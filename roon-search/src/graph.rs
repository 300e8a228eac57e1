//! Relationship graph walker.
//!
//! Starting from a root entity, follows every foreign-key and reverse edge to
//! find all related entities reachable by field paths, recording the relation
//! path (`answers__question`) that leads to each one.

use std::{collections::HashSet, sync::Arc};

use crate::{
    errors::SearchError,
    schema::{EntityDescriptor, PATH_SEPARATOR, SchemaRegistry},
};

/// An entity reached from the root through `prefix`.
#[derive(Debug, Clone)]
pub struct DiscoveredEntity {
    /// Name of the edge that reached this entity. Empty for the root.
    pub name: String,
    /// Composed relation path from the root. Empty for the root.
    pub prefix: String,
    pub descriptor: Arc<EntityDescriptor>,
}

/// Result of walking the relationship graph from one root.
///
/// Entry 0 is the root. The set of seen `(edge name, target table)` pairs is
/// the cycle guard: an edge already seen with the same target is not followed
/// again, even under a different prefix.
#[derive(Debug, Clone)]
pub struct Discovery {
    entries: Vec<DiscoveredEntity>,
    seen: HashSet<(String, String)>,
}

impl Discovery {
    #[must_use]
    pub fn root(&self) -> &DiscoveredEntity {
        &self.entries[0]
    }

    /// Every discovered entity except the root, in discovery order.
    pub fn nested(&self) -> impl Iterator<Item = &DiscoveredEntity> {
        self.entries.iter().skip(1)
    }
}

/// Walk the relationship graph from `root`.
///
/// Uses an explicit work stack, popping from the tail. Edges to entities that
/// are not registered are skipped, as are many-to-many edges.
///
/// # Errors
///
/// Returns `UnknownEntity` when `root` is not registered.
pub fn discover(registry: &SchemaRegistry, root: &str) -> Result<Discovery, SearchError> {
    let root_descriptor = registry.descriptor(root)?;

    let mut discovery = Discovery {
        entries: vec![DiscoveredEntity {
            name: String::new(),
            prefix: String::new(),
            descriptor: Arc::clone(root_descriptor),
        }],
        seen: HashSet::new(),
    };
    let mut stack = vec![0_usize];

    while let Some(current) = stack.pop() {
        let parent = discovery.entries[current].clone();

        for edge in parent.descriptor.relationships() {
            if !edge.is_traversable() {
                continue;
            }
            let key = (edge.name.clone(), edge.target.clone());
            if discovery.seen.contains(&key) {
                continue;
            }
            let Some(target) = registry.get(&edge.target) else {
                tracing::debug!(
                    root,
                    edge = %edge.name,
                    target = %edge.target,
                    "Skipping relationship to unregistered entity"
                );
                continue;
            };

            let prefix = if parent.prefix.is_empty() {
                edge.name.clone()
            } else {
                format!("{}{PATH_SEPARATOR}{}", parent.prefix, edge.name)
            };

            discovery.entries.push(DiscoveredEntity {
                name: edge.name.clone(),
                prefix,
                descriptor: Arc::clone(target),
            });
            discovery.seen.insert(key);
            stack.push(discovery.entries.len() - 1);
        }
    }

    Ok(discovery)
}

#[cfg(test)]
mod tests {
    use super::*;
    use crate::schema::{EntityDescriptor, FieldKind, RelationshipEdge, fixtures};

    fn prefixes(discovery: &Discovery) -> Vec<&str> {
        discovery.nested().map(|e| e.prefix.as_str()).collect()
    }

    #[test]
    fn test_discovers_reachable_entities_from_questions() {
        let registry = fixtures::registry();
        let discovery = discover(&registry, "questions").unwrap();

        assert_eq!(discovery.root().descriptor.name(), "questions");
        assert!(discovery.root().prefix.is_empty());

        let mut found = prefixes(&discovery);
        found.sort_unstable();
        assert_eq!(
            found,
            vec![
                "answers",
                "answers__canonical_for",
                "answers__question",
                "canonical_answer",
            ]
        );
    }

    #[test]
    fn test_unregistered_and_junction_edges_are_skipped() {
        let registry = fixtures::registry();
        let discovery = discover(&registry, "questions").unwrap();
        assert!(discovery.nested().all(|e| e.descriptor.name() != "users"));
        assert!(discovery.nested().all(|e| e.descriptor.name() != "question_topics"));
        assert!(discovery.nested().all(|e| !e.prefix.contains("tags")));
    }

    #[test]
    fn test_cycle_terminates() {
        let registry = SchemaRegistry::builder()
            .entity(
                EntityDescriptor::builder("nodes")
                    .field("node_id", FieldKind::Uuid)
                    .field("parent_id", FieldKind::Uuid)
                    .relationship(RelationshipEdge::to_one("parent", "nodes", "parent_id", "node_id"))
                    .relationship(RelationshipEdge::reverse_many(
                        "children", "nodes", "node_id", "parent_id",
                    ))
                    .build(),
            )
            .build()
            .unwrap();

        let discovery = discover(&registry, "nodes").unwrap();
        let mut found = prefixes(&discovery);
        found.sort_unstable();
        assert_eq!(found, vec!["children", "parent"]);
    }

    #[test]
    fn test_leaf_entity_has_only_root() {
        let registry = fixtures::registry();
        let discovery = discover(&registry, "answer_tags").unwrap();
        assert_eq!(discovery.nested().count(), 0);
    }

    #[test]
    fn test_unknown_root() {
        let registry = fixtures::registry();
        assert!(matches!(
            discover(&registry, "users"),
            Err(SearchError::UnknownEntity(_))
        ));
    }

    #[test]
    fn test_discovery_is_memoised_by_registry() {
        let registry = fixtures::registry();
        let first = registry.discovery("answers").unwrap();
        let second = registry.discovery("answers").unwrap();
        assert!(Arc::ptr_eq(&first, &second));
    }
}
■ ■ ■
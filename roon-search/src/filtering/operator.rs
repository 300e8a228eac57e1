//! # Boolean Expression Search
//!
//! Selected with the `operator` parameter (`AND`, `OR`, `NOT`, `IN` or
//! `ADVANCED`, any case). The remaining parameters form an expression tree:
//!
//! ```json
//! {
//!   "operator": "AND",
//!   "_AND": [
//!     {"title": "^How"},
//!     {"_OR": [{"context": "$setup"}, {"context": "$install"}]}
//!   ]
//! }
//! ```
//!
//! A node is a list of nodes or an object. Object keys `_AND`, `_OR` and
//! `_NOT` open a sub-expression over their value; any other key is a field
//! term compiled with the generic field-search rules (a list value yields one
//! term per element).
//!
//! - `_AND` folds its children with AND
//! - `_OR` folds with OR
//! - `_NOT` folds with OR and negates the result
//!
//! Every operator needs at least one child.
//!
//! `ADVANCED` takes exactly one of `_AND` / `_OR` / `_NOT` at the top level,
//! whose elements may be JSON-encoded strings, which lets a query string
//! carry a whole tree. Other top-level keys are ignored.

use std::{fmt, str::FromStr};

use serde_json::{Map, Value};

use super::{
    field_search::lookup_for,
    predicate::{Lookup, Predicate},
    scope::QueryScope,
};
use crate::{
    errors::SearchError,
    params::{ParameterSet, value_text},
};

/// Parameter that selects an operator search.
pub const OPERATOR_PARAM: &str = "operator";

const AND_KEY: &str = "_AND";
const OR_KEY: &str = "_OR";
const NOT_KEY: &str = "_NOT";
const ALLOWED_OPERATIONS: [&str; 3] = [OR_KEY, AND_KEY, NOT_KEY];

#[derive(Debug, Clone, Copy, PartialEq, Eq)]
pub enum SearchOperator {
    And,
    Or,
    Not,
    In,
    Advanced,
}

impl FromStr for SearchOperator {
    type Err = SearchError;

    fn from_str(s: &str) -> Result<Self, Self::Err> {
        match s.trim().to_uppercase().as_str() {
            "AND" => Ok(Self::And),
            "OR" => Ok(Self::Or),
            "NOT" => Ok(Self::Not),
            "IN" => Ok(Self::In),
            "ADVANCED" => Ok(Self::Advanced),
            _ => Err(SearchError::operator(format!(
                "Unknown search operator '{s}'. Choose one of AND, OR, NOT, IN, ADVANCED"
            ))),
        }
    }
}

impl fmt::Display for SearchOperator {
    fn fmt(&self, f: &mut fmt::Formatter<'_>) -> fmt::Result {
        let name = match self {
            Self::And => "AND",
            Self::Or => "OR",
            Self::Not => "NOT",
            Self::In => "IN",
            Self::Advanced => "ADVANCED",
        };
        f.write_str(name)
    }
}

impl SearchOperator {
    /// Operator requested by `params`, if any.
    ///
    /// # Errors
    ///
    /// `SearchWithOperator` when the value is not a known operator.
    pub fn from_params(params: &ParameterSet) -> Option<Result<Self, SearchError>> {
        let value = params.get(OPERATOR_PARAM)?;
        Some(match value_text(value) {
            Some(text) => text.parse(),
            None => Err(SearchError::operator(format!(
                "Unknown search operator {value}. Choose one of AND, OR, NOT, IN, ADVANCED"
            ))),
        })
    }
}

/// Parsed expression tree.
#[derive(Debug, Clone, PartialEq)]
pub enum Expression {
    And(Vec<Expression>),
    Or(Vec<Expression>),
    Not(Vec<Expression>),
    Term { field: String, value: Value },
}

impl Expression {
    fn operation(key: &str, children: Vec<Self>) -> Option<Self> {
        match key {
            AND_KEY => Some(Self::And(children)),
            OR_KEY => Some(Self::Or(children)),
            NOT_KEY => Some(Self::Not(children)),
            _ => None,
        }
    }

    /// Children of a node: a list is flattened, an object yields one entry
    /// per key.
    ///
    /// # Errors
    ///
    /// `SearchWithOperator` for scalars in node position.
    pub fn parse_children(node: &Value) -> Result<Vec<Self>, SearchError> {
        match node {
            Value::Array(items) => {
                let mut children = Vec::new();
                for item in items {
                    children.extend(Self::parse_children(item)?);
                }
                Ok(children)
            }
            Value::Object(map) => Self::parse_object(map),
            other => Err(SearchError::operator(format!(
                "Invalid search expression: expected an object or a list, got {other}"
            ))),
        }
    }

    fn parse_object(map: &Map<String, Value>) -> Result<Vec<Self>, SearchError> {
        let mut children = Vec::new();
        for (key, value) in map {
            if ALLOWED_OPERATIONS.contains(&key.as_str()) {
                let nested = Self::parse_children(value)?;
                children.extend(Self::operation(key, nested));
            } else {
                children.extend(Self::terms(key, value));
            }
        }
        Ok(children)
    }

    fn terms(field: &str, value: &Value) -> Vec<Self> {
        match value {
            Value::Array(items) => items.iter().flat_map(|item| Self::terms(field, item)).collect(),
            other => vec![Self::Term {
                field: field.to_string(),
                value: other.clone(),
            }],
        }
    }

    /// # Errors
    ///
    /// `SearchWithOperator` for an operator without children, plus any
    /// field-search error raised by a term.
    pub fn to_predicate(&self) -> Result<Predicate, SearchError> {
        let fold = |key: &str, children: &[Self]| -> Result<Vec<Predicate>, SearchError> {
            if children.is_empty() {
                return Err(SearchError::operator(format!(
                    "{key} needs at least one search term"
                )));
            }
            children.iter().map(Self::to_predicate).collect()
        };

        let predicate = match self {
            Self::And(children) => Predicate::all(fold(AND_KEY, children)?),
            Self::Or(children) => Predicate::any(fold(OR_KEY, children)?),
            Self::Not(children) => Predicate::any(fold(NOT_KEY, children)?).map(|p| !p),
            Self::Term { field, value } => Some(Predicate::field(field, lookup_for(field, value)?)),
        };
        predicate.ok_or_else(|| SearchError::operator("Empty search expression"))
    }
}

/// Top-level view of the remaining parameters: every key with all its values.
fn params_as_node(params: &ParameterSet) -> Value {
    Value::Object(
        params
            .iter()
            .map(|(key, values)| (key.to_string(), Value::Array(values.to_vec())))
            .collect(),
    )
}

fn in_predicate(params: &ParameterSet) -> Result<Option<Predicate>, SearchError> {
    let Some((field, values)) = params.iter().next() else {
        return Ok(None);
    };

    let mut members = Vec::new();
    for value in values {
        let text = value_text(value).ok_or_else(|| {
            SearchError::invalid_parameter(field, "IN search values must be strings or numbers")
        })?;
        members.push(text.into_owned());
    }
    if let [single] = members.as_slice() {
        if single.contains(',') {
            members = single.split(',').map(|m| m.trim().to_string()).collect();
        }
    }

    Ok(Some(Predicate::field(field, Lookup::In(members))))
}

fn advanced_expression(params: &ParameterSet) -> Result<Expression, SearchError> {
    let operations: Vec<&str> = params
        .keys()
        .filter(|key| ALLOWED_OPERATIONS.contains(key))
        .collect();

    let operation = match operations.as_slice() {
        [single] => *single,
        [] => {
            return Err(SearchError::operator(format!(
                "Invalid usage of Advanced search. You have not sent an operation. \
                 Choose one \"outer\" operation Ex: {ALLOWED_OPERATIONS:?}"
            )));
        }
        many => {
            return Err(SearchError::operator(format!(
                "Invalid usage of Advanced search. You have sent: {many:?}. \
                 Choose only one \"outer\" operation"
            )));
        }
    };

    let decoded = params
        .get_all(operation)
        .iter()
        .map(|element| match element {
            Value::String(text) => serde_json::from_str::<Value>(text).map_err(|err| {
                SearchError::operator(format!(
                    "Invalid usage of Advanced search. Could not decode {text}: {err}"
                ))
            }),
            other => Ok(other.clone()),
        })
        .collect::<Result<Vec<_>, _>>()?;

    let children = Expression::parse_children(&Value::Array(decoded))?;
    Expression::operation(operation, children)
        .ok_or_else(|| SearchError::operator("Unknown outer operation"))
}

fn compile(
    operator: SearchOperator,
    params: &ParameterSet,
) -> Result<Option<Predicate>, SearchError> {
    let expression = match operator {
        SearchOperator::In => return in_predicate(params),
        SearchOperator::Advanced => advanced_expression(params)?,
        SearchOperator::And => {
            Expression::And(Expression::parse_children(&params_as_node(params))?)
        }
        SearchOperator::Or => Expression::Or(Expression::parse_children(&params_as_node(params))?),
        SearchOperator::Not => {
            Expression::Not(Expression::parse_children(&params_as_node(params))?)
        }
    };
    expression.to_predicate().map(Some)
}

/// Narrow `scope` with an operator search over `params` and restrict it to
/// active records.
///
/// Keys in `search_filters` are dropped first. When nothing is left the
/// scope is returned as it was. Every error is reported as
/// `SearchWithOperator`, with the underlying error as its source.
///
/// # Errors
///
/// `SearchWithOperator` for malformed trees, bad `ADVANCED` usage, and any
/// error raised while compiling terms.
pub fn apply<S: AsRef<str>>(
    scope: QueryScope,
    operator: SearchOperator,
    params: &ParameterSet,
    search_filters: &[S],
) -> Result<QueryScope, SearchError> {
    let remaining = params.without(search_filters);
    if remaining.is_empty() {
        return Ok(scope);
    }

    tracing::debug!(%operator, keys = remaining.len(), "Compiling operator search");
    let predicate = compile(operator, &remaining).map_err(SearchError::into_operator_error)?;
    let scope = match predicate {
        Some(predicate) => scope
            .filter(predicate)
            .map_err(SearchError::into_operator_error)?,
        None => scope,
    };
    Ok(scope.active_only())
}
■ ■ ■
● REQUIRED WORK: Run a filter over the data above and keep each line that contains the word "stack".

● OUTPUT OF THE EXERCISE:
/// Uses an explicit work stack, popping from the tail. Edges to entities that
    let mut stack = vec![0_usize];
    while let Some(current) = stack.pop() {
            stack.push(discovery.entries.len() - 1);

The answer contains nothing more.